More women graduates in PH: NSCB
MANILA - More Filipino women are graduating from college than men, with business administration cited as the most common field of study for Filipinas, a National Statistical Coordination Board (NSCB) report said Wednesday.
Data from the 2008 Functional Literacy, Education and Mass Media Survey, the October 2012 Labor Force Survey and the National Statistics Office revealed women had a higher functional literacy rate (88.7%) compared to men (84.2%).
It showed 24.9% of Filipino women are completing college or higher studies compared to only 21.2% of Filipino men.
Men slightly outnumber women in the Philippines, with 46.5 million Filipino men compared to 45.6 million Filipinas, according to the 2010 Census of Population and Housing.
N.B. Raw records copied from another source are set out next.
//! Differential checking against a reference ISA simulator.

mod nemu;

use std::collections::VecDeque;
use std::fmt;

pub use nemu::NemuLibrary;

use crate::checker::{DifferentialChecker, Verdict};
use crate::commit::CommitEvent;
use crate::regs::{self, RegisterVector};

const RETIRE_TRACE_SIZE: usize = 16;

/// The reference executor, in the shape of the NEMU difftest interface.
pub trait ReferenceModel {
    fn init(&mut self);

    /// Copies `bytes` from the core's memory image to reference address `addr`.
    fn memcpy_from_dut(&mut self, addr: u64, bytes: &[u8]);

    /// Reads reference state. The PC slot holds the *next* PC to execute.
    fn get_regs(&mut self, regs: &mut RegisterVector);

    fn set_regs(&mut self, regs: &RegisterVector);

    fn exec(&mut self, n: u64);

    fn raise_intr(&mut self, no: u64);

    /// Prints reference state for a mismatch report.
    fn display(&mut self) {}
}

#[derive(Debug, Clone, Copy, PartialEq, Eq)]
pub struct RetireRecord {
    pub pc: u64,
    pub inst: u32,
    pub multi_commit: bool,
    pub skipped: bool,
}

#[derive(Debug, Clone, PartialEq, Eq)]
pub struct RegDiff {
    pub name: &'static str,
    pub expected: u64,
    pub actual: u64,
}

/// Everything needed to tell which instruction diverged and how.
#[derive(Debug, Clone, PartialEq, Eq, Default)]
pub struct MismatchReport {
    pub pc: u64,
    pub privilege_mode: u8,
    pub diffs: Vec<RegDiff>,
    /// Oldest first; the last entry is the diverging commit.
    pub retire_trace: Vec<RetireRecord>,
}

impl MismatchReport {
    pub fn new(pc: u64) -> Self {
        Self {
            pc,
            ..Default::default()
        }
    }
}

impl fmt::Display for MismatchReport {
    fn fmt(&self, f: &mut fmt::Formatter<'_>) -> fmt::Result {
        writeln!(f, "==============Retire Trace==============")?;
        let last = self.retire_trace.len().saturating_sub(1);
        for (i, record) in self.retire_trace.iter().enumerate() {
            writeln!(
                f,
                "retire trace [{i:x}]: pc {:010x} inst {:08x} {} {} {}",
                record.pc,
                record.inst,
                if record.multi_commit { "MC" } else { "  " },
                if record.skipped { "SKIP" } else { "    " },
                if i == last { "<--" } else { "" }
            )?;
        }
        writeln!(f, "==============  Reg Diff  ==============")?;
        writeln!(f, "priviledgeMode = {}", self.privilege_mode)?;
        for diff in &self.diffs {
            writeln!(
                f,
                "{} different at pc = 0x{:010x}, right= 0x{:016x}, wrong = 0x{:016x}",
                diff.name, self.pc, diff.expected, diff.actual
            )?;
        }
        Ok(())
    }
}

/// [`DifferentialChecker`] that steps a [`ReferenceModel`] alongside the core.
pub struct RefChecker<R> {
    reference: R,
    image: Vec<u8>,
    image_base: u64,
    /// PC of the instruction the reference executes next, as seen from the core.
    ref_this_pc: u64,
    resync_pc: bool,
    retired: VecDeque<RetireRecord>,
}

impl<R: ReferenceModel> RefChecker<R> {
    /// `image` is copied into the reference at `image_base` during `init`.
    pub fn new(reference: R, image: Vec<u8>, image_base: u64) -> Self {
        Self {
            reference,
            image,
            image_base,
            ref_this_pc: image_base,
            resync_pc: false,
            retired: VecDeque::with_capacity(RETIRE_TRACE_SIZE),
        }
    }

    pub fn reference(&self) -> &R {
        &self.reference
    }

    fn retire(&mut self, record: RetireRecord) {
        if self.retired.len() == RETIRE_TRACE_SIZE {
            self.retired.pop_front();
        }
        self.retired.push_back(record);
    }

    fn sync_reference_pc(&mut self, this_pc: u64, layout: regs::RegisterLayout) {
        let mut ref_regs = RegisterVector::new(layout);
        self.reference.get_regs(&mut ref_regs);
        self.ref_this_pc = this_pc;
        ref_regs.set_pc(this_pc);
        self.reference.set_regs(&ref_regs);
    }
}

impl<R: ReferenceModel> DifferentialChecker for RefChecker<R> {
    fn init(&mut self, regs: RegisterVector) {
        self.reference.init();
        self.reference.memcpy_from_dut(self.image_base, &self.image);
        self.ref_this_pc = regs.pc();
        self.reference.set_regs(&regs);
        tracing::info!(
            pc = format_args!("0x{:x}", regs.pc()),
            image_bytes = self.image.len(),
            "difftest initialised"
        );
    }

    fn step(&mut self, mut regs: RegisterVector, event: CommitEvent) -> Verdict {
        let layout = regs.layout();
        let this_pc = regs.pc();

        if std::mem::take(&mut self.resync_pc) {
            self.sync_reference_pc(this_pc, layout);
        }

        // MMIO results cannot be reproduced by the reference: adopt the
        // core's state and resume from the fall-through PC.
        if event.is_mmio {
            let skip = event.fallthrough_len();
            regs.set_pc(this_pc.wrapping_add(skip));
            self.ref_this_pc = self.ref_this_pc.wrapping_add(skip);
            self.reference.set_regs(&regs);
            self.retire(RetireRecord {
                pc: this_pc,
                inst: event.inst,
                multi_commit: event.is_multi_commit,
                skipped: true,
            });
            self.resync_pc = true;
            return Verdict::Pass;
        }

        if event.intr_no != 0 {
            self.reference.raise_intr(event.intr_no);
        } else {
            self.reference.exec(1);
        }
        if event.is_multi_commit {
            self.reference.exec(1);
        }

        let mut ref_regs = RegisterVector::new(layout);
        self.reference.get_regs(&mut ref_regs);
        let next_pc = ref_regs.pc();
        self.retire(RetireRecord {
            pc: this_pc,
            inst: event.inst,
            multi_commit: event.is_multi_commit,
            skipped: false,
        });

        // mip.mtip is driven by the CLINT, which the reference does not
        // model; take the core's view.
        if event.reads_mip() {
            regs.set_pc(next_pc);
            self.ref_this_pc = next_pc;
            self.reference.set_regs(&regs);
            return Verdict::Pass;
        }

        ref_regs.set_pc(self.ref_this_pc);
        self.ref_this_pc = next_pc;
        ref_regs.set(0, 0);

        if ref_regs == regs {
            return Verdict::Pass;
        }

        self.reference.display();
        let diffs = regs
            .diff(&ref_regs)
            .map(|idx| RegDiff {
                name: regs::reg_name(idx).unwrap_or("?"),
                expected: ref_regs[idx],
                actual: regs[idx],
            })
            .collect();
        Verdict::Fail(MismatchReport {
            pc: this_pc,
            privilege_mode: event.privilege_mode,
            diffs,
            retire_trace: self.retired.iter().copied().collect(),
        })
    }
}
The figures showed that more Filipino women are completing their education than men, from elementary to college. The most common field of study for women is business administration while more men prefer information technology, according to 2011-2012 data from the Commission on Higher Education.
NSO data shows Filipino men have a higher labor force participation rate (78.3%) than women (49.7%). Unemployment among men is also higher at 7% compared to women at 6.7%, according to the NSO.
A 2011 survey on overseas Filipinos showed male Filipino workers send higher remittances compared to Filipina workers.
Total remittances for Filipino workers overseas is at 108,571,000 pesos compared to only 47,766,000 for Filipina workers overseas.
The estimates cover remittances during six months prior to the 2011 survey of overseas Filipinos (SOF) whose departure occurred within the last 5 years and who are working or had worked abroad during the past 6 months (April to September) of the survey period.
The 2011 SOF shows there are more male Filipinos working abroad (1,126,000) compared to women (1,032,000). Saudi Arabia is the most common destination of male Filipino workers abroad while most overseas Filipinas cite the United Arab Emirates as their most common destination.
Most Filipino men working abroad are employed as plant and machine operators and assemblers while most Filipinas working abroad are laborers and unskilled workers, according to the NSO.